## EXERCISE DESCRIPTION
The output is the lines below from the one with "repository 7d4059a0f523cb6e" through the one with "serde_json::to_string(update)", both included, printed exactly and with no other line.

## DATA SHOWN
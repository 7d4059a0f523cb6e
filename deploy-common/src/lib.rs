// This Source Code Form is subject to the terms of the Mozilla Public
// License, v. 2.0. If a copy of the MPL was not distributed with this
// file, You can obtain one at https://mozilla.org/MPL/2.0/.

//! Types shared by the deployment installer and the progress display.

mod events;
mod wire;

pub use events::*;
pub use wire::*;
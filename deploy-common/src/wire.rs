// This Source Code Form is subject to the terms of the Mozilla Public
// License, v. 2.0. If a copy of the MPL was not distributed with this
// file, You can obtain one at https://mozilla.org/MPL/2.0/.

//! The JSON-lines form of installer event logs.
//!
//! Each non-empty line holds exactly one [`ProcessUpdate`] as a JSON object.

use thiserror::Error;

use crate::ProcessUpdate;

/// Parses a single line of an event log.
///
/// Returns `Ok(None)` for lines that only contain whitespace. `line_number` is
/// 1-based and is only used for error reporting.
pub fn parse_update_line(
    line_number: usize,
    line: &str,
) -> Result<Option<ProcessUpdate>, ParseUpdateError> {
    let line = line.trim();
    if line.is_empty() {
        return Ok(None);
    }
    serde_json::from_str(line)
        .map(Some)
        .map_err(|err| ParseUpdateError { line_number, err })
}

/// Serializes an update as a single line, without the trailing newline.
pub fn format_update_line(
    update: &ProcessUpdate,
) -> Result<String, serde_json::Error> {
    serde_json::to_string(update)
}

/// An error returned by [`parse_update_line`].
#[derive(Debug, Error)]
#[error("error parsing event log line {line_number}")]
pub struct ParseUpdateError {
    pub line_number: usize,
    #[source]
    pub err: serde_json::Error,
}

...

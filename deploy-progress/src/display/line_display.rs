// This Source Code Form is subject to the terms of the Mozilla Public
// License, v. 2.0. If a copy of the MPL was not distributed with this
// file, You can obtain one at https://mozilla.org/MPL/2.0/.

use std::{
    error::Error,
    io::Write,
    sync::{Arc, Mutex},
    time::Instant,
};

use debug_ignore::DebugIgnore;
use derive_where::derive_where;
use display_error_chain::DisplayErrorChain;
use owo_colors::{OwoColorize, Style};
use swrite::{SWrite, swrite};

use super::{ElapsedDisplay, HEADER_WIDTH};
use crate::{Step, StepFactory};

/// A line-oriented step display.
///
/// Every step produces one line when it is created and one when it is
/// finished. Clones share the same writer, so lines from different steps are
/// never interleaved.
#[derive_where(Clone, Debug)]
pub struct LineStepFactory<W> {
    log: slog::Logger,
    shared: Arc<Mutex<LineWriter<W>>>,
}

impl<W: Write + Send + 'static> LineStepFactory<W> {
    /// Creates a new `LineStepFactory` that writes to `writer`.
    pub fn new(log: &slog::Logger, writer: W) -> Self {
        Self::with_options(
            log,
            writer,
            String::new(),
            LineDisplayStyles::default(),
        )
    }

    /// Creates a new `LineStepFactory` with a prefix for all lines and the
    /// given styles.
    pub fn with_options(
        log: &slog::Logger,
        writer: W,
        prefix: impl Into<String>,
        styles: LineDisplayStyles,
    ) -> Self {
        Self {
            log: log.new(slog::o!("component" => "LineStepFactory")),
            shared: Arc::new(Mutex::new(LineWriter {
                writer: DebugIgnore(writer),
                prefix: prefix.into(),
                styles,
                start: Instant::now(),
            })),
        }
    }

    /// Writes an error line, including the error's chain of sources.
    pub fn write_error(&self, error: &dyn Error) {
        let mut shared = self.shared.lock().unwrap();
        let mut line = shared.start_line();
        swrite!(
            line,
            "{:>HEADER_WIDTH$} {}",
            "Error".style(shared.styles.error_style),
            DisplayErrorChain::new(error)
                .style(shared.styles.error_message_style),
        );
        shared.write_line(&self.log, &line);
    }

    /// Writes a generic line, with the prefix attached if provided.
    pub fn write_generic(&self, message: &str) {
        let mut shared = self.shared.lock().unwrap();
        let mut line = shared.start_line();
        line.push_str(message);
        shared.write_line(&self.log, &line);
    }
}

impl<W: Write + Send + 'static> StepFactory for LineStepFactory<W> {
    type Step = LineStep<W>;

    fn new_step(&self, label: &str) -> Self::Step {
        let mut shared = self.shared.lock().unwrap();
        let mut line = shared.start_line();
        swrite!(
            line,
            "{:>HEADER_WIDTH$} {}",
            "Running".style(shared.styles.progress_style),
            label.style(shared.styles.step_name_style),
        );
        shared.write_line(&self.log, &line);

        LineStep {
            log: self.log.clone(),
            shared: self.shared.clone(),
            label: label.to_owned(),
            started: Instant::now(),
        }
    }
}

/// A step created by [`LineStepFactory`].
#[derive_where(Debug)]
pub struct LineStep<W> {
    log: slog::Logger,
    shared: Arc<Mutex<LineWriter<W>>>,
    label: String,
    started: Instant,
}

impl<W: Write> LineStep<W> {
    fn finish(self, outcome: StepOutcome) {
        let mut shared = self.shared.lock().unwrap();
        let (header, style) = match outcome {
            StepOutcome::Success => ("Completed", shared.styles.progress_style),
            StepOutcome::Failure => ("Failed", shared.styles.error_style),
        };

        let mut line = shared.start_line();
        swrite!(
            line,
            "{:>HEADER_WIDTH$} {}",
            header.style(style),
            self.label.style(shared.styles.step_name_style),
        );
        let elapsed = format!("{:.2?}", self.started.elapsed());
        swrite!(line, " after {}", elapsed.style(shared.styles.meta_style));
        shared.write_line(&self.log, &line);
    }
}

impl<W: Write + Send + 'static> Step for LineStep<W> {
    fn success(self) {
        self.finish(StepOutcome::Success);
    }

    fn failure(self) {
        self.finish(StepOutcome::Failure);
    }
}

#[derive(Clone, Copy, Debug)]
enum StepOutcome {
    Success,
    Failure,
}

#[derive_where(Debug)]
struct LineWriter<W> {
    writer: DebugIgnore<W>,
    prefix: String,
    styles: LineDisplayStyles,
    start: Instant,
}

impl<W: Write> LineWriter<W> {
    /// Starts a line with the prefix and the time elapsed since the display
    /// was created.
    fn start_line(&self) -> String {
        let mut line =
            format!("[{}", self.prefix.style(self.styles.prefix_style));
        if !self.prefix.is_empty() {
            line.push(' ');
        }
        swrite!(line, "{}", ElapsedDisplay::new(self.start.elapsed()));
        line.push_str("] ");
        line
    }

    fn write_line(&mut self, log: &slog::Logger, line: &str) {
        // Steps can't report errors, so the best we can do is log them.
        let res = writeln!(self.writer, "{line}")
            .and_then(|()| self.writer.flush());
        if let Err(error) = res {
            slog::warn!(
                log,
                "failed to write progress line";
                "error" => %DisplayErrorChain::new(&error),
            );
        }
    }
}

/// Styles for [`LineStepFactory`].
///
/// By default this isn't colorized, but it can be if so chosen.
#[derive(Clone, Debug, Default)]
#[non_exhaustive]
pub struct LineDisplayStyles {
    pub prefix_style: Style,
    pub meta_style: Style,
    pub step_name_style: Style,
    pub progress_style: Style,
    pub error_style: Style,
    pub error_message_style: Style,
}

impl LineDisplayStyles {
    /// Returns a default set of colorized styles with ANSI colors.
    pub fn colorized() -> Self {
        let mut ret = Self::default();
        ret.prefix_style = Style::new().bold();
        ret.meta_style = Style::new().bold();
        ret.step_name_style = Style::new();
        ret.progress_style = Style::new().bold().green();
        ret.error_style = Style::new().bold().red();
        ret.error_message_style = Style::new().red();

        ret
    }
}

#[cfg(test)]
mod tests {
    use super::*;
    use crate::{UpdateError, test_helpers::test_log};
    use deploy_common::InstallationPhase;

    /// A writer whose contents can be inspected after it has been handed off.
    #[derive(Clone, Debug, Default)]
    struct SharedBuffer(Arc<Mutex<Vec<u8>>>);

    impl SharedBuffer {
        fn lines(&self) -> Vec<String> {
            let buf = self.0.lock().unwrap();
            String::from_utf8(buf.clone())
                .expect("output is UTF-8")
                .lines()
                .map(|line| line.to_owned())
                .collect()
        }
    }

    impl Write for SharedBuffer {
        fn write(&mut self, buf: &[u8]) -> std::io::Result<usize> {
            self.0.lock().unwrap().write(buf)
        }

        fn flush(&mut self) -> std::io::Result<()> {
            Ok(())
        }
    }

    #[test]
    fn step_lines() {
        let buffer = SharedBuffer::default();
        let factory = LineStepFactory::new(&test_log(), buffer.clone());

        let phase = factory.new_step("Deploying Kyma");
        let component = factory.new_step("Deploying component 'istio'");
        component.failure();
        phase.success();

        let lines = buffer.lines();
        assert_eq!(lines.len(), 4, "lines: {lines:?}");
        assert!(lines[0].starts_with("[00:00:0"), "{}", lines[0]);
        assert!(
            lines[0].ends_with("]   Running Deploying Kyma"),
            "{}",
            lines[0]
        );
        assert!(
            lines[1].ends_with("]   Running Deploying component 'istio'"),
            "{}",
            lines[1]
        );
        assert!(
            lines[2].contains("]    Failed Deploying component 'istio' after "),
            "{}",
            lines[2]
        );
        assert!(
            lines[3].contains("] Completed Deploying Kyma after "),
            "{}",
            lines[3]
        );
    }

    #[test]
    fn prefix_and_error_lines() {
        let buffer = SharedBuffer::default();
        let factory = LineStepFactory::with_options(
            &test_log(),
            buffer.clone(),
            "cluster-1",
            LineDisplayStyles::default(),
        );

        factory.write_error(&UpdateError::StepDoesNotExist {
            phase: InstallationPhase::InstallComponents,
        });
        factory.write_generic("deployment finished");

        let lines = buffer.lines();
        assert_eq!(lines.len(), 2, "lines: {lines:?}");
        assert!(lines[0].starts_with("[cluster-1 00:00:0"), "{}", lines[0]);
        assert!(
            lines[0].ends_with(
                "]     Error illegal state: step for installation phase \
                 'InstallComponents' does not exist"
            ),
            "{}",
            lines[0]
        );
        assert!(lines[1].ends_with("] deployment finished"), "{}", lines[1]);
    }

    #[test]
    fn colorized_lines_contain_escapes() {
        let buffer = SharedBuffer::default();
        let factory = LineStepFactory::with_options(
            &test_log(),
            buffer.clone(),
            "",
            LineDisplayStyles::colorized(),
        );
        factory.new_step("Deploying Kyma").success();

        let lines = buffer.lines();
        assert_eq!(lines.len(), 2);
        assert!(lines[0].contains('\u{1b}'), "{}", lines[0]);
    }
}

## RESULT OF THIS TASK
repository 7d4059a0f523cb6e
filename deploy-common/src/lib.rs
// This Source Code Form is subject to the terms of the Mozilla Public
// License, v. 2.0. If a copy of the MPL was not distributed with this
// file, You can obtain one at https://mozilla.org/MPL/2.0/.

//! Types shared by the deployment installer and the progress display.

mod events;
mod wire;

pub use events::*;
pub use wire::*;
filename deploy-common/src/wire.rs
// This Source Code Form is subject to the terms of the Mozilla Public
// License, v. 2.0. If a copy of the MPL was not distributed with this
// file, You can obtain one at https://mozilla.org/MPL/2.0/.

//! The JSON-lines form of installer event logs.
//!
//! Each non-empty line holds exactly one [`ProcessUpdate`] as a JSON object.

use thiserror::Error;

use crate::ProcessUpdate;

/// Parses a single line of an event log.
///
/// Returns `Ok(None)` for lines that only contain whitespace. `line_number` is
/// 1-based and is only used for error reporting.
pub fn parse_update_line(
    line_number: usize,
    line: &str,
) -> Result<Option<ProcessUpdate>, ParseUpdateError> {
    let line = line.trim();
    if line.is_empty() {
        return Ok(None);
    }
    serde_json::from_str(line)
        .map(Some)
        .map_err(|err| ParseUpdateError { line_number, err })
}

/// Serializes an update as a single line, without the trailing newline.
pub fn format_update_line(
    update: &ProcessUpdate,
) -> Result<String, serde_json::Error> {
    serde_json::to_string(update)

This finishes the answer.